ASSIGNED TASK: Filter the listing below, keeping only the lines with the word "without".
Start of DATA RECORDS
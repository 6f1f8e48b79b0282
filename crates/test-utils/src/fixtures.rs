//! Common test fixtures for atlas-print tests.
//!
//! The fixtures describe small projects for the in-memory layout engine.
//! The `demo` project covers the interesting layout shapes: an atlas
//! layout, a report, a plain print layout, and layouts that simulate
//! engine failures.

use std::path::{Path, PathBuf};
use std::sync::Arc;

use layout_engine::{MemoryEngine, Project, ProjectDefinition};

/// The `demo` project.
///
/// Layouts:
/// - `layout1-atlas`: atlas over the `countries` layer
/// - `layout2-report`: a report, no coverage layer
/// - `layout3-simple`: print layout without an atlas
/// - `layout4-broken`: atlas whose export always reports a print error
/// - `layout5-vanishing`: atlas whose export succeeds without an artifact
/// - `layout6-scaled`: atlas using the project's predefined scales
pub const PROJECT_YAML: &str = r#"
name: demo
layouts:
  - name: layout1-atlas
    kind: print
    atlas:
      enabled: true
      coverage_layer: countries
    text_items: [title, subtitle]
  - name: layout2-report
    kind: report
  - name: layout3-simple
    kind: print
  - name: layout4-broken
    kind: print
    atlas:
      enabled: true
      coverage_layer: countries
    fail_status: print_error
  - name: layout5-vanishing
    kind: print
    atlas:
      enabled: true
      coverage_layer: countries
    skip_artifact: true
  - name: layout6-scaled
    kind: print
    atlas:
      enabled: true
      coverage_layer: countries
    uses_predefined_scales: true
layers:
  countries:
    fields:
      - name: id
        type: integer
      - name: name
        type: string
      - name: population
        type: long
    primary_key_indexes: [0]
scales: [100000.0, 50000.0, 25000.0]
"#;

/// The `regions` project. Its primary key is the second field, a long.
pub const SECOND_PROJECT_YAML: &str = r#"
name: regions
layouts:
  - name: overview-atlas
    kind: print
    atlas:
      enabled: true
      coverage_layer: zones
layers:
  zones:
    fields:
      - name: code
        type: string
      - name: zone_id
        type: long
    primary_key_indexes: [1]
"#;

/// Parse the `demo` project definition.
pub fn project_definition() -> ProjectDefinition {
    serde_yaml::from_str(PROJECT_YAML).expect("demo project fixture must parse")
}

/// Open the `demo` project with the in-memory engine.
pub fn atlas_project() -> Arc<dyn Project> {
    MemoryEngine::new().project_from_definition(project_definition())
}

/// Write the `demo` project into `dir` as `demo.yaml`.
pub fn write_project_file(dir: &Path) -> PathBuf {
    let path = dir.join("demo.yaml");
    std::fs::write(&path, PROJECT_YAML).expect("write demo project fixture");
    path
}

/// Write the `regions` project into `dir` as `regions.yaml`.
pub fn write_second_project_file(dir: &Path) -> PathBuf {
    let path = dir.join("regions.yaml");
    std::fs::write(&path, SECOND_PROJECT_YAML).expect("write regions project fixture");
    path
}

#[cfg(test)]
mod tests {
    use super::*;

    #[test]
    fn test_demo_project_parses() {
        let definition = project_definition();
        assert_eq!(definition.name, "demo");
        assert_eq!(definition.layouts.len(), 6);
        assert!(definition.layers.contains_key("countries"));
    }

    #[test]
    fn test_demo_project_layout_shapes() {
        let project = atlas_project();
        assert!(project.layout("layout1-atlas").unwrap().is_atlas());
        assert!(project.layout("layout2-report").unwrap().is_report());
        assert!(!project.layout("layout3-simple").unwrap().is_atlas());
        assert!(project.layout("layout6-scaled").unwrap().uses_predefined_scales);
    }

    #[test]
    fn test_demo_project_primary_key() {
        let project = atlas_project();
        let schema = project.layer_schema("countries").unwrap();
        assert_eq!(schema.single_primary_key().unwrap().name, "id");
    }

    #[test]
    fn test_second_project_primary_key_not_first_field() {
        let definition: ProjectDefinition =
            serde_yaml::from_str(SECOND_PROJECT_YAML).expect("regions fixture must parse");
        let project = MemoryEngine::new().project_from_definition(definition);
        let schema = project.layer_schema("zones").unwrap();
        assert_eq!(schema.single_primary_key().unwrap().name, "zone_id");
    }

    #[test]
    fn test_write_project_file() {
        let dir = tempfile::tempdir().unwrap();
        let path = write_project_file(dir.path());
        assert!(path.exists());
        assert_eq!(path.file_name().unwrap(), "demo.yaml");

        let engine = MemoryEngine::new();
        use layout_engine::LayoutEngine;
        assert_eq!(engine.open_project(&path).unwrap().name(), "demo");
    }
}
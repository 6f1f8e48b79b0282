//! Shared response helpers used by the OWS handlers.

use axum::http::{header, StatusCode};
use axum::response::Response;
use bytes::Bytes;
use serde::Serialize;
use uuid::Uuid;

use atlas_common::error::AtlasError;

/// Prefix put on user facing print errors.
pub const USER_ERROR_PREFIX: &str = "ATLAS - Error from the user while generating the PDF: ";

/// Message returned for any internal failure. The real error stays in the log.
pub const INTERNAL_ERROR_MESSAGE: &str = "Internal 'atlas' service error";

/// 200 response with a JSON body.
pub fn json_response<T: Serialize>(body: &T) -> Response {
    let json = serde_json::to_string(body).unwrap_or_else(|_| "{}".to_string());
    Response::builder()
        .status(StatusCode::OK)
        .header(header::CONTENT_TYPE, "application/json")
        .body(json.into())
        .unwrap()
}

/// Error response with the fixed `status: fail` JSON shape.
///
/// Every error payload carries the request id so a client report can be
/// matched against the server log.
pub fn json_error(status: StatusCode, message: &str, request_id: Uuid) -> Response {
    let body = serde_json::json!({
        "status": "fail",
        "message": message,
        "request_id": request_id.to_string(),
    });
    Response::builder()
        .status(status)
        .header(header::CONTENT_TYPE, "application/json")
        .body(body.to_string().into())
        .unwrap()
}

/// Map a print pipeline error onto the wire taxonomy.
///
/// User errors surface their message behind [`USER_ERROR_PREFIX`]. A missing
/// artifact keeps its message. Everything else is masked with
/// [`INTERNAL_ERROR_MESSAGE`].
pub fn atlas_error_response(err: &AtlasError, request_id: Uuid) -> Response {
    let status = StatusCode::from_u16(err.http_status_code())
        .unwrap_or(StatusCode::INTERNAL_SERVER_ERROR);
    let message = if err.is_user_error() {
        format!("{}{}", USER_ERROR_PREFIX, err)
    } else if status == StatusCode::NOT_FOUND {
        err.to_string()
    } else {
        INTERNAL_ERROR_MESSAGE.to_string()
    };
    json_error(status, &message, request_id)
}

/// 200 response carrying a rendered artifact.
pub fn artifact_response(content_type: &str, bytes: Bytes) -> Response {
    Response::builder()
        .status(StatusCode::OK)
        .header(header::CONTENT_TYPE, content_type)
        .header(header::CONTENT_LENGTH, bytes.len())
        .body(bytes.into())
        .unwrap()
}

// ============================================================================
// Tests
// ============================================================================
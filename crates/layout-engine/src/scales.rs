//! Predefined map scale handling.

/// Built-in scale list used when neither the request nor the project
/// provides one, from 1:1000000 down to 1:500.
const DEFAULT_SCALES: &str = "1:1000000,1:500000,1:250000,1:100000,1:50000,1:25000,\
                              1:10000,1:5000,1:2500,1:1000,1:500";

/// The engine's default scale denominators.
pub fn default_scales() -> Vec<f64> {
    parse_scale_list(DEFAULT_SCALES)
}

/// Parse a comma separated `1:denominator` list, skipping malformed entries.
pub fn parse_scale_list(text: &str) -> Vec<f64> {
    text.split(',')
        .filter_map(|entry| {
            let parts: Vec<&str> = entry.split(':').collect();
            if parts.len() != 2 {
                return None;
            }
            parts[1].trim().parse::<f64>().ok()
        })
        .collect()
}

// ============================================================================
// Tests
// ============================================================================
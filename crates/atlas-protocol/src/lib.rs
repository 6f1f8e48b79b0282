//! Request protocol for the atlas print service.
//!
//! Covers query parameter handling and validation for GetPrint, the `$id`
//! filter rewrite, and the GetCapabilities response types. The HTTP layer
//! stays thin: everything that can be checked without a running server
//! lives here.

pub mod capabilities;
pub mod optimizer;
pub mod params;
pub mod validate;

pub use capabilities::{CapabilitiesResponse, ServiceMetadata};
pub use optimizer::{optimize_expression, PkPolicy};
pub use params::RequestParams;
pub use validate::{resolve_print, validate_print_params, PrintParams, ResolvedPrint};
End of DATA RECORDS
COMPLETED TASK:
/// - `layout3-simple`: print layout without an atlas
/// - `layout5-vanishing`: atlas whose export succeeds without an artifact
//! stays thin: everything that can be checked without a running server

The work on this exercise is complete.